====== Data to use

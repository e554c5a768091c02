//! In-process runtime for tests and demos.
//!
//! `MockRuntime` is a cheap handle onto shared state, so a test can keep one
//! clone to script devices and inspect calls while the tracker owns another.

use crate::runtime::{Connector, Runtime};
use crate::types::{
    ApplicationType, ControllerRole, ControllerState, DeviceClass, DeviceIndex, DeviceProperty,
    InitError, PropertyError, RawEvent, RawPose, ScreenshotError, ScreenshotHandle,
    TrackingOrigin, TrackingResult, INVALID_DEVICE_INDEX,
};
use std::cell::{Ref, RefCell};
use std::collections::{BTreeMap, HashMap, VecDeque};
use std::path::{Path, PathBuf};
use std::rc::Rc;

/// A scripted tracked device.
#[derive(Debug, Clone, Default)]
pub struct MockDevice {
    pub class: DeviceClass,
    pub connected: bool,
    pub pose: RawPose,
    pub role: Option<ControllerRole>,
    pub controller: Option<ControllerState>,
    pub strings: HashMap<DeviceProperty, String>,
    pub floats: HashMap<DeviceProperty, f32>,
    pub bools: HashMap<DeviceProperty, bool>,
    pub int32s: HashMap<DeviceProperty, i32>,
    pub uint64s: HashMap<DeviceProperty, u64>,
}

impl MockDevice {
    /// A connected device of `class` tracking at the origin.
    pub fn new(class: DeviceClass) -> Self {
        let mut pose = RawPose {
            pose_valid: true,
            tracking_result: TrackingResult::RunningOk,
            ..Default::default()
        };
        for i in 0..3 {
            pose.device_to_absolute[i][i] = 1.0;
        }
        Self {
            class,
            connected: true,
            pose,
            ..Default::default()
        }
    }

    pub fn with_serial(self, serial: &str) -> Self {
        self.with_string(DeviceProperty::SerialNumber, serial)
    }

    pub fn with_render_model(self, model: &str) -> Self {
        self.with_string(DeviceProperty::RenderModelName, model)
    }

    pub fn with_registered_type(self, device_type: &str) -> Self {
        self.with_string(DeviceProperty::RegisteredDeviceType, device_type)
    }

    pub fn with_string(mut self, prop: DeviceProperty, value: &str) -> Self {
        self.strings.insert(prop, value.to_string());
        self
    }

    pub fn with_float(mut self, prop: DeviceProperty, value: f32) -> Self {
        self.floats.insert(prop, value);
        self
    }

    pub fn with_bool(mut self, prop: DeviceProperty, value: bool) -> Self {
        self.bools.insert(prop, value);
        self
    }

    pub fn with_int32(mut self, prop: DeviceProperty, value: i32) -> Self {
        self.int32s.insert(prop, value);
        self
    }

    pub fn with_uint64(mut self, prop: DeviceProperty, value: u64) -> Self {
        self.uint64s.insert(prop, value);
        self
    }

    pub fn with_role(mut self, role: ControllerRole) -> Self {
        self.role = Some(role);
        self
    }

    pub fn with_controller_state(mut self, state: ControllerState) -> Self {
        self.controller = Some(state);
        self
    }

    /// Place the device at `position` (runtime frame) with the given motion.
    pub fn at(mut self, position: [f32; 3], velocity: [f32; 3], angular_velocity: [f32; 3]) -> Self {
        for (row, p) in position.iter().enumerate() {
            self.pose.device_to_absolute[row][3] = *p;
        }
        self.pose.velocity = velocity;
        self.pose.angular_velocity = angular_velocity;
        self
    }

    pub fn with_pose_valid(mut self, valid: bool) -> Self {
        self.pose.pose_valid = valid;
        self
    }

    pub fn disconnected(mut self) -> Self {
        self.connected = false;
        self
    }
}

/// A pose request as seen by the runtime.
#[derive(Debug, Clone, Copy, PartialEq)]
pub struct PoseRequest {
    pub origin: TrackingOrigin,
    pub predicted_seconds: f32,
}

#[derive(Debug)]
struct MockState {
    devices: BTreeMap<DeviceIndex, MockDevice>,
    vsync: Option<(f32, u64)>,
    events: VecDeque<RawEvent>,
    string_overrides: HashMap<(DeviceIndex, DeviceProperty), (u32, PropertyError)>,
    string_fill_errors: HashMap<(DeviceIndex, DeviceProperty), PropertyError>,
    pose_requests: Vec<PoseRequest>,
    haptic_pulses: Vec<(DeviceIndex, u32, u16)>,
    screenshot_result: Result<ScreenshotHandle, ScreenshotError>,
    screenshots: Vec<(PathBuf, PathBuf)>,
    running: bool,
    available: bool,
    init_error: Option<InitError>,
    init_calls: Vec<ApplicationType>,
}

impl Default for MockState {
    fn default() -> Self {
        Self {
            devices: BTreeMap::new(),
            vsync: None,
            events: VecDeque::new(),
            string_overrides: HashMap::new(),
            string_fill_errors: HashMap::new(),
            pose_requests: Vec::new(),
            haptic_pulses: Vec::new(),
            screenshot_result: Ok(1),
            screenshots: Vec::new(),
            running: false,
            available: true,
            init_error: None,
            init_calls: Vec::new(),
        }
    }
}

/// Shared handle to a scripted runtime.
#[derive(Debug, Clone, Default)]
pub struct MockRuntime {
    state: Rc<RefCell<MockState>>,
}

impl MockRuntime {
    pub fn new() -> Self {
        Self::default()
    }

    pub fn add_device(&self, index: DeviceIndex, device: MockDevice) {
        self.state.borrow_mut().devices.insert(index, device);
    }

    pub fn remove_device(&self, index: DeviceIndex) {
        self.state.borrow_mut().devices.remove(&index);
    }

    pub fn set_connected(&self, index: DeviceIndex, connected: bool) {
        if let Some(device) = self.state.borrow_mut().devices.get_mut(&index) {
            device.connected = connected;
        }
    }

    pub fn set_vsync(&self, vsync: Option<(f32, u64)>) {
        self.state.borrow_mut().vsync = vsync;
    }

    pub fn push_event(&self, event: RawEvent) {
        self.state.borrow_mut().events.push_back(event);
    }

    /// Force the size-query answer for one string property.
    pub fn script_string_size(
        &self,
        index: DeviceIndex,
        prop: DeviceProperty,
        size: u32,
        error: PropertyError,
    ) {
        self.state
            .borrow_mut()
            .string_overrides
            .insert((index, prop), (size, error));
    }

    /// Force the error of the buffer-filling call for one string property.
    pub fn script_string_fill_error(
        &self,
        index: DeviceIndex,
        prop: DeviceProperty,
        error: PropertyError,
    ) {
        self.state
            .borrow_mut()
            .string_fill_errors
            .insert((index, prop), error);
    }

    pub fn set_screenshot_result(&self, result: Result<ScreenshotHandle, ScreenshotError>) {
        self.state.borrow_mut().screenshot_result = result;
    }

    /// Pretend the runtime was already initialized in this process.
    pub fn set_running(&self, running: bool) {
        self.state.borrow_mut().running = running;
    }

    pub fn set_available(&self, available: bool) {
        self.state.borrow_mut().available = available;
    }

    pub fn fail_init(&self, error: Option<InitError>) {
        self.state.borrow_mut().init_error = error;
    }

    pub fn pose_requests(&self) -> Ref<'_, [PoseRequest]> {
        Ref::map(self.state.borrow(), |s| s.pose_requests.as_slice())
    }

    pub fn haptic_pulses(&self) -> Vec<(DeviceIndex, u32, u16)> {
        self.state.borrow().haptic_pulses.clone()
    }

    pub fn screenshots(&self) -> Vec<(PathBuf, PathBuf)> {
        self.state.borrow().screenshots.clone()
    }

    pub fn init_calls(&self) -> Vec<ApplicationType> {
        self.state.borrow().init_calls.clone()
    }

    fn with_device<T>(&self, index: DeviceIndex, f: impl FnOnce(&MockDevice) -> T) -> Option<T> {
        self.state.borrow().devices.get(&index).map(f)
    }

    fn scalar<T: Copy + Default>(
        &self,
        index: DeviceIndex,
        pick: impl FnOnce(&MockDevice) -> Option<T>,
    ) -> (T, PropertyError) {
        match self.with_device(index, pick) {
            None => (T::default(), PropertyError::InvalidDevice),
            Some(None) => (T::default(), PropertyError::UnknownProperty),
            Some(Some(v)) => (v, PropertyError::Success),
        }
    }
}

impl Runtime for MockRuntime {
    fn time_since_last_vsync(&self) -> Option<(f32, u64)> {
        self.state.borrow().vsync
    }

    fn device_to_absolute_tracking_pose(
        &self,
        origin: TrackingOrigin,
        predicted_seconds: f32,
        poses: &mut [RawPose],
    ) {
        let mut state = self.state.borrow_mut();
        state.pose_requests.push(PoseRequest {
            origin,
            predicted_seconds,
        });
        for (i, slot) in poses.iter_mut().enumerate() {
            *slot = match state.devices.get(&(i as DeviceIndex)) {
                Some(device) => RawPose {
                    connected: device.connected,
                    ..device.pose
                },
                None => RawPose::default(),
            };
        }
    }

    fn string_property(
        &self,
        index: DeviceIndex,
        prop: DeviceProperty,
        buf: Option<&mut [u8]>,
    ) -> (u32, PropertyError) {
        let state = self.state.borrow();
        if buf.is_none() {
            if let Some(scripted) = state.string_overrides.get(&(index, prop)) {
                return *scripted;
            }
        } else if let Some(error) = state.string_fill_errors.get(&(index, prop)) {
            return (0, *error);
        }
        let Some(device) = state.devices.get(&index) else {
            return (0, PropertyError::InvalidDevice);
        };
        let Some(value) = device.strings.get(&prop) else {
            return (0, PropertyError::UnknownProperty);
        };

        let bytes = value.as_bytes();
        let size = bytes.len() as u32 + 1;
        match buf {
            Some(buf) if buf.len() >= bytes.len() + 1 => {
                buf[..bytes.len()].copy_from_slice(bytes);
                buf[bytes.len()] = 0;
                (size, PropertyError::Success)
            }
            _ => (size, PropertyError::BufferTooSmall),
        }
    }

    fn float_property(&self, index: DeviceIndex, prop: DeviceProperty) -> (f32, PropertyError) {
        self.scalar(index, |d| d.floats.get(&prop).copied())
    }

    fn bool_property(&self, index: DeviceIndex, prop: DeviceProperty) -> (bool, PropertyError) {
        self.scalar(index, |d| d.bools.get(&prop).copied())
    }

    fn int32_property(&self, index: DeviceIndex, prop: DeviceProperty) -> (i32, PropertyError) {
        self.scalar(index, |d| d.int32s.get(&prop).copied())
    }

    fn uint64_property(&self, index: DeviceIndex, prop: DeviceProperty) -> (u64, PropertyError) {
        self.scalar(index, |d| d.uint64s.get(&prop).copied())
    }

    fn tracked_device_class(&self, index: DeviceIndex) -> DeviceClass {
        self.with_device(index, |d| d.class).unwrap_or(DeviceClass::Invalid)
    }

    fn is_tracked_device_connected(&self, index: DeviceIndex) -> bool {
        self.with_device(index, |d| d.connected).unwrap_or(false)
    }

    fn device_index_for_controller_role(&self, role: ControllerRole) -> DeviceIndex {
        self.state
            .borrow()
            .devices
            .iter()
            .find(|(_, d)| d.role == Some(role))
            .map(|(i, _)| *i)
            .unwrap_or(INVALID_DEVICE_INDEX)
    }

    fn controller_state(&self, index: DeviceIndex) -> Option<ControllerState> {
        self.with_device(index, |d| d.controller).flatten()
    }

    fn trigger_haptic_pulse(&self, index: DeviceIndex, axis: u32, duration_us: u16) {
        self.state
            .borrow_mut()
            .haptic_pulses
            .push((index, axis, duration_us));
    }

    fn poll_next_event(&mut self) -> Option<RawEvent> {
        self.state.borrow_mut().events.pop_front()
    }

    fn take_stereo_screenshot(
        &self,
        preview_path: &Path,
        vr_path: &Path,
    ) -> Result<ScreenshotHandle, ScreenshotError> {
        let mut state = self.state.borrow_mut();
        state
            .screenshots
            .push((preview_path.to_path_buf(), vr_path.to_path_buf()));
        state.screenshot_result
    }
}

/// Connector handing out clones of one `MockRuntime`.
#[derive(Debug, Clone)]
pub struct MockConnector {
    runtime: MockRuntime,
}

impl MockConnector {
    pub fn new(runtime: MockRuntime) -> Self {
        Self { runtime }
    }
}

impl Connector for MockConnector {
    type Runtime = MockRuntime;

    fn existing(&mut self) -> Option<MockRuntime> {
        if self.runtime.state.borrow().running {
            Some(self.runtime.clone())
        } else {
            None
        }
    }

    fn init(&mut self, app_type: ApplicationType) -> Result<MockRuntime, InitError> {
        let mut state = self.runtime.state.borrow_mut();
        state.init_calls.push(app_type);
        if let Some(error) = state.init_error {
            return Err(error);
        }
        state.running = true;
        Ok(self.runtime.clone())
    }

    fn is_available(&self) -> bool {
        self.runtime.state.borrow().available
    }
}

#[cfg(test)]
mod tests {
    use super::*;

    #[test]
    fn test_string_property_two_calls() {
        let rt = MockRuntime::new();
        rt.add_device(3, MockDevice::new(DeviceClass::GenericTracker).with_serial("LHR-1"));

        let (size, err) = rt.string_property(3, DeviceProperty::SerialNumber, None);
        assert_eq!((size, err), (6, PropertyError::BufferTooSmall));

        let mut buf = vec![0u8; size as usize];
        let (_, err) = rt.string_property(3, DeviceProperty::SerialNumber, Some(&mut buf));
        assert_eq!(err, PropertyError::Success);
        assert_eq!(&buf, b"LHR-1\0");
    }

    #[test]
    fn test_pose_fill_reflects_connection() {
        let rt = MockRuntime::new();
        rt.add_device(1, MockDevice::new(DeviceClass::Controller).disconnected());

        let mut poses = vec![RawPose::default(); 4];
        rt.device_to_absolute_tracking_pose(TrackingOrigin::Seated, 0.01, &mut poses);
        assert!(!poses[1].connected);
        assert!(poses[1].pose_valid);
        assert_eq!(
            rt.pose_requests()[0],
            PoseRequest {
                origin: TrackingOrigin::Seated,
                predicted_seconds: 0.01
            }
        );
    }
}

============

## Exercise description
If the word "axis" appears in a line above, copy that line.

## Written response
    fn trigger_haptic_pulse(&self, index: DeviceIndex, axis: u32, duration_us: u16) {
            .push((index, axis, duration_us));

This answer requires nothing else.